An excellent way to combat this phenomenon is to enter the worlds of the less privileged: read their stories and listen to their voices. But so many of the stories out there don’t let you do that. They focus on the straight white guys, endlessly propagating the myth that this uniquely privileged position is somehow the “normal” way to be, or at least the way that all heroes are. When was the last time you read a book with a non-white protagonist? A non-straight protagonist? Or, when did you last find such a protagonist in a story focused around something other than their skin colour/sexuality? Because so often, if a book does have a “minority” protagonist, it’s an Issue Book that’s almost entirely about the character’s minority status. And while having some Issue Books is a good thing, because the issues represented therein are real and affect real people, it’s massively problematic when these books become the only representation of minorities. When you find minority characters only in Issue Books, it makes it look as though simply being a hero isn’t available to Those People. Read enough books where all the complex, interesting people are straight white guys and you might just start to believe that real life works the same way.

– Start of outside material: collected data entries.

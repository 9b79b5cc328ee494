//! Job definition, enqueue options and the payload fingerprint.

use serde::{Deserialize, Serialize};
use serde_json::{Map, Value, json};
use sha2::{Digest, Sha256};
use std::collections::BTreeMap;

/// Unique identifier for a job
pub type JobId = String;

/// Header stamped on every job so duplicate sends can be detected downstream.
pub const JOB_ID_HEADER: &str = "X-Courier-Job-Id";

/// Purpose label used when the caller gives none.
pub const DEFAULT_PURPOSE: &str = "general";

/// The message to deliver.
#[derive(Debug, Clone, Default, Serialize, Deserialize, PartialEq)]
#[serde(rename_all = "camelCase")]
pub struct EmailPayload {
    /// Primary recipients
    pub to: Vec<String>,
    #[serde(default, skip_serializing_if = "Vec::is_empty")]
    pub cc: Vec<String>,
    #[serde(default, skip_serializing_if = "Vec::is_empty")]
    pub bcc: Vec<String>,
    #[serde(default, skip_serializing_if = "Option::is_none")]
    pub from: Option<String>,
    #[serde(default, skip_serializing_if = "Option::is_none")]
    pub reply_to: Option<String>,
    #[serde(default)]
    pub subject: String,
    /// Plain text body
    #[serde(default, skip_serializing_if = "Option::is_none")]
    pub text: Option<String>,
    /// Rich (HTML) body
    #[serde(default, skip_serializing_if = "Option::is_none")]
    pub html: Option<String>,
    #[serde(default, skip_serializing_if = "BTreeMap::is_empty")]
    pub headers: BTreeMap<String, String>,
}

impl EmailPayload {
    /// Create a payload for a single recipient.
    pub fn new(to: impl Into<String>, subject: impl Into<String>) -> Self {
        Self {
            to: vec![to.into()],
            subject: subject.into(),
            ..Default::default()
        }
    }

    /// Add another primary recipient.
    pub fn with_recipient(mut self, to: impl Into<String>) -> Self {
        self.to.push(to.into());
        self
    }

    /// Set the plain text body.
    pub fn with_text(mut self, text: impl Into<String>) -> Self {
        self.text = Some(text.into());
        self
    }

    /// Set the HTML body.
    pub fn with_html(mut self, html: impl Into<String>) -> Self {
        self.html = Some(html.into());
        self
    }

    /// Set a header.
    pub fn with_header(mut self, name: impl Into<String>, value: impl Into<String>) -> Self {
        self.headers.insert(name.into(), value.into());
        self
    }

    /// Check the payload carries a recipient and some content.
    pub fn validate(&self) -> Result<(), String> {
        if !self.to.iter().any(|to| !to.trim().is_empty()) {
            return Err("at least one recipient is required".to_string());
        }
        let has_body = self.text.as_deref().is_some_and(|t| !t.trim().is_empty())
            || self.html.as_deref().is_some_and(|h| !h.trim().is_empty());
        if self.subject.trim().is_empty() && !has_body {
            return Err("a subject or body is required".to_string());
        }
        Ok(())
    }

    /// Drop blank recipients and surrounding whitespace.
    fn normalize(&mut self) {
        for list in [&mut self.to, &mut self.cc, &mut self.bcc] {
            list.iter_mut().for_each(|r| *r = r.trim().to_string());
            list.retain(|r| !r.is_empty());
        }
    }
}

/// Error context stored on a dead-lettered job.
#[derive(Debug, Clone, Serialize, Deserialize, PartialEq)]
pub struct LastError {
    pub message: String,
    /// Error chain, outermost first
    #[serde(default, skip_serializing_if = "Option::is_none")]
    pub stack: Option<String>,
}

/// The unit of work owned by the queue from enqueue until it is acked or
/// dead-lettered.
#[derive(Debug, Clone, Serialize, Deserialize, PartialEq)]
#[serde(rename_all = "camelCase")]
pub struct Job {
    pub id: JobId,
    #[serde(default)]
    pub dedupe_key: Option<String>,
    pub payload: EmailPayload,
    #[serde(default)]
    pub purpose: Option<String>,
    #[serde(default)]
    pub metadata: Map<String, Value>,
    /// Failed deliveries so far
    #[serde(default)]
    pub attempt: u32,
    pub max_attempts: u32,
    /// Epoch milliseconds
    pub created_at: u64,
    /// Epoch milliseconds of the last write to the stream or scheduled set
    pub queued_at: u64,
    /// Epoch milliseconds before which the job must not be delivered
    #[serde(default)]
    pub available_after: Option<u64>,
    #[serde(default)]
    pub delay_ms: u64,
    #[serde(default)]
    pub dedupe_ttl_ms: u64,
    #[serde(default, skip_serializing_if = "Option::is_none")]
    pub failed_at: Option<u64>,
    #[serde(default, skip_serializing_if = "Option::is_none")]
    pub last_error: Option<LastError>,
}

impl Job {
    /// Purpose label for metrics and logs.
    pub fn purpose_label(&self) -> &str {
        self.purpose.as_deref().unwrap_or(DEFAULT_PURPOSE)
    }

    /// Whether the job may be delivered at `now_ms`.
    pub fn is_due(&self, now_ms: u64) -> bool {
        self.available_after.is_none_or(|at| at <= now_ms)
    }

    /// Whether the retry budget is used up.
    pub fn is_exhausted(&self) -> bool {
        self.attempt >= self.max_attempts
    }

    /// Serialize to the JSON wire format.
    pub fn to_json(&self) -> serde_json::Result<String> {
        serde_json::to_string(self)
    }

    /// Parse from the JSON wire format.
    pub fn from_json(raw: &str) -> serde_json::Result<Self> {
        serde_json::from_str(raw)
    }

    /// Reset a dead job so it can be enqueued again from scratch.
    pub fn reset_for_replay(&mut self, id: JobId) {
        self.id = id;
        self.attempt = 0;
        self.failed_at = None;
        self.last_error = None;
        self.available_after = None;
        self.delay_ms = 0;
        self.payload
            .headers
            .insert(JOB_ID_HEADER.to_string(), self.id.clone());
    }
}

/// Per-call knobs for [`Courier::enqueue`](crate::core::Courier::enqueue).
#[derive(Debug, Clone, Default)]
pub struct EnqueueOptions {
    /// Caller-supplied job id
    pub job_id: Option<JobId>,
    pub purpose: Option<String>,
    pub metadata: Map<String, Value>,
    /// Delay before the first delivery attempt
    pub delay_ms: Option<u64>,
    /// Absolute epoch milliseconds before which the job must not run
    pub available_after: Option<u64>,
    pub max_attempts: Option<u32>,
    /// Explicit fingerprint override
    pub dedupe_key: Option<String>,
    pub dedupe_ttl_ms: Option<u64>,
}

impl EnqueueOptions {
    /// Options tagged with a purpose.
    pub fn purpose(purpose: impl Into<String>) -> Self {
        Self {
            purpose: Some(purpose.into()),
            ..Default::default()
        }
    }

    /// Set the job id.
    pub fn with_job_id(mut self, id: impl Into<JobId>) -> Self {
        self.job_id = Some(id.into());
        self
    }

    /// Delay the first delivery attempt.
    pub fn with_delay_ms(mut self, delay_ms: u64) -> Self {
        self.delay_ms = Some(delay_ms);
        self
    }

    /// Do not deliver before the given epoch milliseconds.
    pub fn with_available_after(mut self, at_ms: u64) -> Self {
        self.available_after = Some(at_ms);
        self
    }

    /// Override the retry budget.
    pub fn with_max_attempts(mut self, max_attempts: u32) -> Self {
        self.max_attempts = Some(max_attempts);
        self
    }

    /// Override the dedup fingerprint.
    pub fn with_dedupe_key(mut self, key: impl Into<String>) -> Self {
        self.dedupe_key = Some(key.into());
        self
    }

    /// Override how long the dedup claim lives.
    pub fn with_dedupe_ttl_ms(mut self, ttl_ms: u64) -> Self {
        self.dedupe_ttl_ms = Some(ttl_ms);
        self
    }

    /// Attach a metadata entry.
    pub fn with_metadata(mut self, key: impl Into<String>, value: Value) -> Self {
        self.metadata.insert(key.into(), value);
        self
    }
}

/// Defaults applied when building a job.
#[derive(Debug, Clone, Copy)]
pub struct JobDefaults {
    pub max_attempts: u32,
    pub dedupe_ttl_ms: u64,
    pub dedupe_enabled: bool,
}

impl Job {
    /// Build a job from a request. Validation is the caller's concern.
    pub fn build(
        mut payload: EmailPayload,
        options: EnqueueOptions,
        defaults: JobDefaults,
        now_ms: u64,
    ) -> Self {
        payload.normalize();

        let id = options
            .job_id
            .filter(|id| !id.trim().is_empty())
            .unwrap_or_else(|| uuid::Uuid::new_v4().to_string());
        payload.headers.insert(JOB_ID_HEADER.to_string(), id.clone());

        let delay_ms = options.delay_ms.unwrap_or(0);
        let available_after = match (options.available_after, delay_ms) {
            (Some(at), _) => Some(at),
            (None, 0) => None,
            (None, delay) => Some(now_ms.saturating_add(delay)),
        };

        let dedupe_key = if defaults.dedupe_enabled {
            Some(
                options
                    .dedupe_key
                    .filter(|key| !key.trim().is_empty())
                    .unwrap_or_else(|| {
                        fingerprint(
                            options.purpose.as_deref(),
                            &payload,
                            &options.metadata,
                        )
                    }),
            )
        } else {
            None
        };

        Self {
            id,
            dedupe_key,
            payload,
            purpose: options.purpose,
            metadata: options.metadata,
            attempt: 0,
            max_attempts: options.max_attempts.unwrap_or(defaults.max_attempts),
            created_at: now_ms,
            queued_at: now_ms,
            available_after,
            delay_ms,
            dedupe_ttl_ms: options.dedupe_ttl_ms.unwrap_or(defaults.dedupe_ttl_ms),
            failed_at: None,
            last_error: None,
        }
    }
}

/// Stable SHA-256 fingerprint over the semantic content of a message.
///
/// Object keys are ordered, so logically identical requests hash the same
/// regardless of how their metadata maps were built.
pub fn fingerprint(purpose: Option<&str>, payload: &EmailPayload, metadata: &Map<String, Value>) -> String {
    let canonical = json!({
        "purpose": purpose,
        "to": payload.to,
        "subject": payload.subject,
        "text": payload.text,
        "html": payload.html,
        "metadata": metadata,
    });

    let mut hasher = Sha256::new();
    hasher.update(canonical.to_string().as_bytes());
    hex::encode(hasher.finalize())
}

/// Why an enqueue was not accepted, or why it went through the fallback path.
#[derive(Debug, Clone, PartialEq, Eq)]
pub enum EnqueueReason {
    /// A live claim already covers this fingerprint
    Duplicate,
    /// No queue store is configured; the message was sent directly
    TransportUnconfigured,
    /// The queue store could not be reached; the message was sent directly
    StoreUnavailable,
    /// The request was rejected before anything was attempted
    Invalid(String),
}

impl EnqueueReason {
    /// Outcome label used for the `queued` counter.
    pub fn outcome(&self) -> &'static str {
        match self {
            Self::Duplicate => "duplicate",
            Self::TransportUnconfigured | Self::StoreUnavailable => "fallback",
            Self::Invalid(_) => "invalid",
        }
    }
}

/// Outcome of [`Courier::enqueue`](crate::core::Courier::enqueue).
#[derive(Debug, Clone, PartialEq, Eq)]
pub struct EnqueueResult {
    /// The job now lives in the queue
    pub accepted: bool,
    /// Set only on the synchronous fallback path
    pub delivered: Option<bool>,
    /// New job id, or the owner's id for duplicates
    pub job_id: Option<JobId>,
    pub reason: Option<EnqueueReason>,
    /// Epoch milliseconds the job becomes due, for scheduled jobs
    pub scheduled_for: Option<u64>,
}

impl EnqueueResult {
    pub(crate) fn queued(job_id: JobId) -> Self {
        Self {
            accepted: true,
            delivered: None,
            job_id: Some(job_id),
            reason: None,
            scheduled_for: None,
        }
    }

    pub(crate) fn scheduled(job_id: JobId, at_ms: u64) -> Self {
        Self {
            scheduled_for: Some(at_ms),
            ..Self::queued(job_id)
        }
    }

    pub(crate) fn duplicate(existing: Option<JobId>) -> Self {
        Self {
            accepted: false,
            delivered: None,
            job_id: existing,
            reason: Some(EnqueueReason::Duplicate),
            scheduled_for: None,
        }
    }

    pub(crate) fn fallback(job_id: JobId, delivered: bool, reason: EnqueueReason) -> Self {
        Self {
            accepted: false,
            delivered: Some(delivered),
            job_id: Some(job_id),
            reason: Some(reason),
            scheduled_for: None,
        }
    }

    pub(crate) fn invalid(message: impl Into<String>) -> Self {
        Self {
            accepted: false,
            delivered: None,
            job_id: None,
            reason: Some(EnqueueReason::Invalid(message.into())),
            scheduled_for: None,
        }
    }

    /// Whether this is a duplicate suppression.
    pub fn is_duplicate(&self) -> bool {
        self.reason == Some(EnqueueReason::Duplicate)
    }

    /// Outcome label used for the `queued` counter.
    pub fn outcome(&self) -> &'static str {
        match (&self.reason, self.scheduled_for) {
            (Some(reason), _) => reason.outcome(),
            (None, Some(_)) => "scheduled",
            (None, None) => "queued",
        }
    }
}
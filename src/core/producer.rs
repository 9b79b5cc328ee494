//! Enqueue path: validate, build, claim, write. Falls back to direct delivery
//! when there is no queue or the store cannot be reached.

use super::{CourierInner, QueueParts};
use crate::audit::AuditEvent;
use crate::error::CourierResult;
use crate::job::{DEFAULT_PURPOSE, EmailPayload, EnqueueOptions, EnqueueReason, EnqueueResult, Job};
use crate::utils::{log_and_ignore, now_millis};
use tracing::{debug, error, info, warn};

impl CourierInner {
    pub(crate) async fn enqueue(&self, payload: EmailPayload, options: EnqueueOptions) -> EnqueueResult {
        let invalid = payload.validate().err().or_else(|| {
            (options.max_attempts == Some(0)).then(|| "max attempts must be greater than 0".to_string())
        });
        if let Some(message) = invalid {
            let purpose = options.purpose.as_deref().unwrap_or(DEFAULT_PURPOSE);
            debug!(purpose, reason = %message, "Rejected invalid enqueue");
            let result = EnqueueResult::invalid(message);
            log_and_ignore("metrics", self.metrics.record_queued(result.outcome(), purpose));
            return result;
        }

        let job = Job::build(payload, options, self.job_defaults(), now_millis());
        self.submit(job).await
    }

    /// Put an already built job into the queue, or deliver it directly when
    /// the queue is unavailable.
    pub(crate) async fn submit(&self, job: Job) -> EnqueueResult {
        let purpose = job.purpose_label().to_string();

        let result = match &self.queue {
            None => {
                self.deliver_directly(job, EnqueueReason::TransportUnconfigured)
                    .await
            }
            Some(queue) => match self.write(queue, &job).await {
                Ok(result) => result,
                Err(e) => {
                    if e.is_store_unavailable() {
                        warn!(job_id = %job.id, error = %e, "Queue store unavailable, delivering directly (degraded mode)");
                    } else {
                        error!(job_id = %job.id, error = %e, "Failed to enqueue job, delivering directly");
                    }
                    self.deliver_directly(job, EnqueueReason::StoreUnavailable)
                        .await
                }
            },
        };

        log_and_ignore("metrics", self.metrics.record_queued(result.outcome(), &purpose));
        if result.delivered.is_none() {
            self.sample_depth().await;
        }
        result
    }

    async fn write(&self, queue: &QueueParts, job: &Job) -> CourierResult<EnqueueResult> {
        let claim = queue.dedup.acquire(job).await?;
        if !claim.acquired {
            info!(
                job_id = %job.id,
                existing = ?claim.existing_job_id,
                purpose = job.purpose_label(),
                "Suppressed duplicate enqueue"
            );
            return Ok(EnqueueResult::duplicate(claim.existing_job_id));
        }

        let raw = job.to_json()?;
        let now = now_millis();
        let written = match job.available_after.filter(|at| *at > now) {
            Some(due) => queue
                .backend
                .schedule(&raw, due)
                .await
                .map(|()| (EnqueueResult::scheduled(job.id.clone(), due), AuditEvent::Scheduled)),
            None => queue
                .backend
                .stream_append(&raw)
                .await
                .map(|_| (EnqueueResult::queued(job.id.clone()), AuditEvent::Queued)),
        };

        match written {
            Ok((result, event)) => {
                debug!(job_id = %job.id, outcome = result.outcome(), "Job enqueued");
                self.audit(job, event).await;
                Ok(result)
            }
            Err(e) => {
                queue.dedup.release(job).await;
                Err(e)
            }
        }
    }

    async fn deliver_directly(&self, job: Job, reason: EnqueueReason) -> EnqueueResult {
        let delivered = match self.transport.deliver(&job).await {
            Ok(()) => {
                info!(job_id = %job.id, transport = self.transport.name(), "Delivered directly");
                true
            }
            Err(e) => {
                warn!(job_id = %job.id, error = %e, kind = e.kind(), "Direct delivery failed");
                false
            }
        };

        self.audit(&job, AuditEvent::Fallback { delivered }).await;
        EnqueueResult::fallback(job.id, delivered, reason)
    }
}
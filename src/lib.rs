//! # courierq
//!
//! A durable asynchronous email delivery queue for Rust applications.
//!
//! ## Features
//!
//! - **Durable queuing**: jobs live in a stream read through a consumer group
//! - **Deduplication**: a fingerprint claim suppresses repeated enqueues
//! - **Retries with backoff**: failed deliveries wait in a scheduled set
//! - **Dead-lettering**: jobs that use up their retries are kept for operators
//! - **Crash recovery**: entries abandoned by dead workers are reclaimed
//! - **Graceful degradation**: without a reachable store, messages are sent directly
//!
//! ## Quick Start
//!
//! ```rust,no_run
//! use courierq::prelude::*;
//! use std::sync::Arc;
//!
//! #[tokio::main]
//! async fn main() -> CourierResult<()> {
//!     let config = CourierConfig::from_env()?;
//!     init_logging(&config.logging)?;
//!
//!     let courier = Courier::connect(config, Arc::new(LogTransport)).await?;
//!     courier.start().await?;
//!
//!     courier
//!         .enqueue(
//!             EmailPayload::new("user@example.com", "Your code").with_text("123456"),
//!             EnqueueOptions::purpose("verification"),
//!         )
//!         .await;
//!
//!     courier.wait_for_shutdown().await
//! }
//! ```

pub mod audit;
pub mod config;
pub mod core;
pub mod error;
pub mod job;
pub mod metrics;
pub mod queue;
pub mod transport;
pub mod utils;

pub mod prelude {
    pub use crate::audit::{AuditEvent, JobAuditLog, NoopAuditLog};
    pub use crate::config::*;
    pub use crate::core::{Courier, CourierBuilder, RecordOutcome, WorkerStats};
    pub use crate::error::{CourierError, CourierResult, TransportError};
    pub use crate::job::{
        EmailPayload, EnqueueOptions, EnqueueReason, EnqueueResult, Job, JobId, LastError,
    };
    pub use crate::metrics::{MetricsSink, NoopMetrics};
    pub use crate::queue::{InMemoryBackend, QueueBackend, QueueDepth};
    pub use crate::transport::{LogTransport, Transport};
    pub use crate::utils::init_logging;
    pub use async_trait::async_trait;

    #[cfg(feature = "metrics")]
    #[cfg_attr(docsrs, doc(cfg(feature = "metrics")))]
    pub use crate::metrics::PrometheusMetrics;

    #[cfg(feature = "redis-queue")]
    #[cfg_attr(docsrs, doc(cfg(feature = "redis-queue")))]
    pub use crate::queue::RedisBackend;
}

pub use crate::config::CourierConfig;
pub use crate::core::{Courier, CourierBuilder};
pub use crate::error::{CourierError, CourierResult, TransportError};
pub use crate::job::{EmailPayload, EnqueueOptions, EnqueueResult, Job, JobId};
pub use crate::queue::QueueBackend;
pub use crate::transport::Transport;
pub use async_trait::async_trait;
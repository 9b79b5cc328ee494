//! Small helpers shared across the crate: backoff math, clock, logging setup
//! and the log-and-ignore wrapper for side effects.

use std::fmt::Display;
use std::time::{SystemTime, UNIX_EPOCH};

use tracing_subscriber::EnvFilter;

use crate::config::LoggingConfig;
use crate::error::{CourierError, CourierResult};

/// Exponential backoff: `min(base * 2^(attempt-1), max)`.
///
/// `attempt` is 1-based; 0 is treated as the first attempt.
pub fn calculate_backoff(attempt: u32, base_ms: u64, max_ms: u64) -> u64 {
    let exponent = attempt.saturating_sub(1);
    let factor = 1u64.checked_shl(exponent).unwrap_or(u64::MAX);
    base_ms.saturating_mul(factor).min(max_ms)
}

/// Current time as epoch milliseconds.
pub fn now_millis() -> u64 {
    SystemTime::now()
        .duration_since(UNIX_EPOCH)
        .map(|d| d.as_millis() as u64)
        .unwrap_or_default()
}

/// Run a telemetry/audit side effect result through the log, never failing
/// the caller.
pub(crate) fn log_and_ignore<T, E: Display>(what: &str, result: Result<T, E>) -> Option<T> {
    match result {
        Ok(value) => Some(value),
        Err(e) => {
            tracing::warn!(side_effect = what, error = %e, "Side effect failed, ignoring");
            None
        }
    }
}

/// Install a global `tracing` subscriber according to the configuration.
///
/// `RUST_LOG` takes precedence over the configured level when set.
pub fn init_logging(config: &LoggingConfig) -> CourierResult<()> {
    let level: tracing::Level = config.level.into();
    let filter = EnvFilter::try_from_default_env()
        .unwrap_or_else(|_| EnvFilter::new(level.to_string().to_lowercase()));

    let builder = tracing_subscriber::fmt()
        .with_env_filter(filter)
        .with_target(config.include_targets);

    let installed = if config.json_format {
        builder.json().try_init()
    } else {
        builder.with_ansi(config.colored).try_init()
    };

    installed.map_err(|e| CourierError::config(format!("failed to install log subscriber: {e}")))
}

#[cfg(test)]
mod tests {
    use super::*;

    #[test]
    fn test_backoff_doubles_until_capped() {
        let delays: Vec<u64> = (1..=7)
            .map(|attempt| calculate_backoff(attempt, 15_000, 300_000))
            .collect();
        assert_eq!(
            delays,
            vec![15_000, 30_000, 60_000, 120_000, 240_000, 300_000, 300_000]
        );
    }

    #[test]
    fn test_backoff_never_overflows() {
        assert_eq!(calculate_backoff(0, 100, 1_000), 100);
        assert_eq!(calculate_backoff(200, 15_000, 300_000), 300_000);
        assert_eq!(calculate_backoff(64, u64::MAX / 2, u64::MAX), u64::MAX);
    }

    #[test]
    fn test_log_and_ignore() {
        assert_eq!(log_and_ignore::<_, String>("ok", Ok(3)), Some(3));
        assert_eq!(log_and_ignore::<u8, _>("err", Err("nope")), None);
    }

    #[test]
    fn test_now_millis_moves_forward() {
        let a = now_millis();
        let b = now_millis();
        assert!(b >= a);
        assert!(a > 1_600_000_000_000);
    }
}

So that’s what I want to counteract with my brother. I want to give him stories where the protagonists are dissimilar to him in some way. I want him to come to love and respect those protagonists. I know that he’s already started to do this: for example, he recently read and enjoyed the Hunger Games (which is, incidentally, an excellent example of a non-Issue Book with a minority protagonist: Katniss Everdeen is a great female character, but the story isn’t about her gender, it’s about a hero who just happens to be a woman). But I also know that one series isn’t enough, particularly in a world that’s so diverse. Yet it can be hard to find decent fiction with protagonists who don’t fit the standard privileged mould. And it does need to be decent, engaging fiction, or the whole point of the exercise fails: the reader gives up, possibly taking away the assumption that minority protagonists don’t have interesting stories.

So I’m going to end this post with a plea for recommendations. I’m looking for books that (a) have minority protagonists**, and (b) will appeal to a soon-to-be 12 year old boy who enjoys large helpings of action and/or comedy in his fiction. Whose worlds should I show him first?

 


* And yes, I am aware that this applies to me as well as to Brother 3.

** For the purposes of this statement, I’m counting “female” as a minority despite the fact that we make up roughly 50% of the world’s population. We’re still a numerical minority from a protagonist standpoint, and in the real world, sexism means that we’re often (mis)treated in ways similar to those experienced by numerical minorities.